(Beginning of Information)

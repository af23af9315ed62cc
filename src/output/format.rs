use comfy_table::{
    Attribute, Cell, CellAlignment, Color, ContentArrangement, Table, TableComponent,
    modifiers::UTF8_SOLID_INNER_BORDERS, presets::UTF8_FULL,
};

use crate::cli::SortOrder;
use crate::consts::DATE_FORMAT;
use crate::core::DailyAverage;

/// Rendering switches shared by all output formats
#[derive(Debug, Clone, Copy)]
pub(crate) struct RenderOptions {
    pub(crate) order: SortOrder,
    pub(crate) use_color: bool,
    /// Show at most this many day rows per panel (header excluded)
    pub(crate) max_days: Option<usize>,
}

impl Default for RenderOptions {
    fn default() -> Self {
        RenderOptions {
            order: SortOrder::Asc,
            use_color: false,
            max_days: None,
        }
    }
}

pub(super) fn format_date(day: &DailyAverage) -> String {
    day.date.format(DATE_FORMAT).to_string()
}

pub(super) fn format_average(value: f64) -> String {
    format!("{value:.1}")
}

/// Days in display order; the pipeline always hands them over ascending
pub(super) fn ordered(averages: &[DailyAverage], order: SortOrder) -> Vec<&DailyAverage> {
    match order {
        SortOrder::Asc => averages.iter().collect(),
        SortOrder::Desc => averages.iter().rev().collect(),
    }
}

/// Days in display order, cut to `max_days`, plus how many were hidden
pub(super) fn visible_days<'a>(
    averages: &'a [DailyAverage],
    opts: &RenderOptions,
) -> (Vec<&'a DailyAverage>, usize) {
    let mut days = ordered(averages, opts.order);
    let hidden = match opts.max_days {
        Some(max) if days.len() > max => {
            let hidden = days.len() - max;
            days.truncate(max);
            hidden
        }
        _ => 0,
    };
    (days, hidden)
}

pub(super) fn header_cell(text: &str, use_color: bool) -> Cell {
    let mut cell = Cell::new(text).add_attribute(Attribute::Bold);
    if use_color {
        cell = cell.fg(Color::Cyan);
    }
    cell
}

pub(super) fn right_cell(text: &str) -> Cell {
    Cell::new(text).set_alignment(CellAlignment::Right)
}

/// Replace the double-line header separator (╞═╪═╡) with single-line (├─┼─┤)
fn normalize_header_separator(table: &mut Table) {
    table.set_style(TableComponent::HeaderLines, '─');
    table.set_style(TableComponent::LeftHeaderIntersection, '├');
    table.set_style(TableComponent::MiddleHeaderIntersections, '┼');
    table.set_style(TableComponent::RightHeaderIntersection, '┤');
}

/// Create a table with the standard preset, inner borders, and normalized header separator.
pub(super) fn create_styled_table() -> Table {
    let mut table = Table::new();
    table
        .load_preset(UTF8_FULL)
        .apply_modifier(UTF8_SOLID_INNER_BORDERS)
        .set_content_arrangement(ContentArrangement::Dynamic);
    normalize_header_separator(&mut table);
    table
}
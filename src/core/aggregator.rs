//! Group-by-day aggregation of temperature readings

use chrono::NaiveDate;
use std::collections::BTreeMap;

use crate::core::types::{DailyAverage, Reading};

/// Running sum for one calendar day
#[derive(Debug, Default)]
struct DayAccumulator {
    sum: f64,
    count: u64,
}

impl DayAccumulator {
    fn add(&mut self, temperature: f64) {
        self.sum += temperature;
        self.count += 1;
    }

    fn mean(&self) -> f64 {
        self.sum / self.count as f64
    }
}

/// Round to one decimal place, halves away from zero
pub(crate) fn round_one_decimal(value: f64) -> f64 {
    (value * 10.0).round() / 10.0
}

/// Average readings per calendar date (consumes readings).
/// Output is ascending by date with one entry per distinct date.
pub(crate) fn aggregate_daily(readings: Vec<Reading>) -> Vec<DailyAverage> {
    let mut days: BTreeMap<NaiveDate, DayAccumulator> = BTreeMap::new();

    for reading in readings {
        days.entry(reading.date())
            .or_default()
            .add(reading.temperature);
    }

    days.into_iter()
        .map(|(date, acc)| DailyAverage {
            date,
            average: round_one_decimal(acc.mean()),
        })
        .collect()
}
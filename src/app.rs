use std::path::PathBuf;
use std::process::ExitCode;

use crate::board::{PanelTitle, ResultBoard};
use crate::cli::{Cli, OutputFormat};
use crate::core::{DateFilter, FilenameMatch, file_stem};
use crate::error::AppError;
use crate::output::{
    RenderOptions, output_panels_json, print_clipboard, print_panels, print_tables,
};
use crate::source::{BatchReport, FileOutcome, find_files, process_batch};
use crate::utils::parse_date;

/// How processed files become panels
#[derive(Debug, Clone, Default)]
pub(crate) struct BoardOptions<'a> {
    pub(crate) filter: DateFilter,
    pub(crate) include_unmatched: bool,
    pub(crate) exclude_sensors: &'a [String],
    pub(crate) expand: bool,
}

/// Board built from a batch, plus the files left off it
#[derive(Debug, Default)]
pub(crate) struct BoardBuild {
    pub(crate) board: ResultBoard,
    /// Files whose name did not match the convention
    pub(crate) unmatched: Vec<PathBuf>,
}

fn parse_filter(cli: &Cli) -> Result<DateFilter, AppError> {
    let since = cli.since.as_deref().map(parse_date).transpose()?;
    let until = cli.until.as_deref().map(parse_date).transpose()?;
    Ok(DateFilter::new(since, until))
}

/// Turn batch outcomes into a result board (consumes the report)
pub(crate) fn build_board(report: BatchReport, opts: &BoardOptions<'_>) -> BoardBuild {
    let mut board = ResultBoard::new();
    let mut unmatched = Vec::new();

    for outcome in report.outcomes {
        let processed = match outcome {
            FileOutcome::Processed(processed) => processed,
            FileOutcome::Failed { path, error } => {
                eprintln!("Failed to process {}: {error}", path.display());
                continue;
            }
        };

        let averages = opts.filter.apply(processed.averages);
        let title = match processed.metadata {
            FilenameMatch::Matched(meta) => PanelTitle::Sensor(meta),
            FilenameMatch::NoMatch if opts.include_unmatched => PanelTitle::File(processed.stem),
            FilenameMatch::NoMatch => {
                tracing::warn!(
                    file = %processed.path.display(),
                    "file name does not match MOCREO_ST4_<sensor>_(<date>, <date>)_record, skipping"
                );
                unmatched.push(processed.path);
                continue;
            }
        };
        board = board.add(processed.path, title, averages);
    }

    board = opts
        .exclude_sensors
        .iter()
        .fold(board, |board, sensor| board.remove_sensor(sensor));
    if opts.expand {
        board = board.toggle_expansion();
    }

    BoardBuild { board, unmatched }
}

fn print_unmatched(unmatched: &[PathBuf]) {
    if unmatched.is_empty() {
        return;
    }
    let names: Vec<String> = unmatched.iter().map(|p| file_stem(p)).collect();
    eprintln!(
        "Skipped {} file(s) with unrecognized names: {}",
        unmatched.len(),
        names.join(", ")
    );
}

pub(crate) fn run(cli: &Cli) -> Result<ExitCode, AppError> {
    let filter = parse_filter(cli)?;

    let files = find_files(&cli.inputs);
    if files.is_empty() {
        return Err(AppError::NoInputs);
    }
    tracing::debug!(files = files.len(), "processing batch");

    let report = process_batch(&files);
    let failed = report.failed_count();
    tracing::debug!(elapsed_ms = report.elapsed_ms, failed, "batch finished");

    let build = build_board(
        report,
        &BoardOptions {
            filter,
            include_unmatched: cli.include_unmatched,
            exclude_sensors: &cli.exclude_sensor,
            expand: cli.expand,
        },
    );
    print_unmatched(&build.unmatched);

    let board = build.board;
    tracing::debug!(
        panels = board.len(),
        expanded = board.is_expanded(),
        "board ready"
    );
    let format = cli.output_format();
    let opts = RenderOptions {
        order: cli.order,
        use_color: cli.use_color() && format != OutputFormat::Copy,
        max_days: cli.compact.then(|| board.panel_height()),
    };

    if format == OutputFormat::Json {
        println!("{}", output_panels_json(&board, &opts)?);
    } else if board.is_empty() {
        eprintln!("No results to display.");
    } else {
        match format {
            OutputFormat::Text => print_panels(&board, &opts),
            OutputFormat::Copy => print_clipboard(&board),
            OutputFormat::Table => print_tables(&board, &opts),
            OutputFormat::Json => {}
        }
    }

    if failed > 0 {
        Ok(ExitCode::FAILURE)
    } else {
        Ok(ExitCode::SUCCESS)
    }
}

(End of Information)

Task objective —
Return all lines of the data in which the string "RenderOptions" appears.

Answer space —
pub(crate) struct RenderOptions {
impl Default for RenderOptions {
        RenderOptions {
    opts: &RenderOptions,
    RenderOptions, output_panels_json, print_clipboard, print_panels, print_tables,
    let opts = RenderOptions {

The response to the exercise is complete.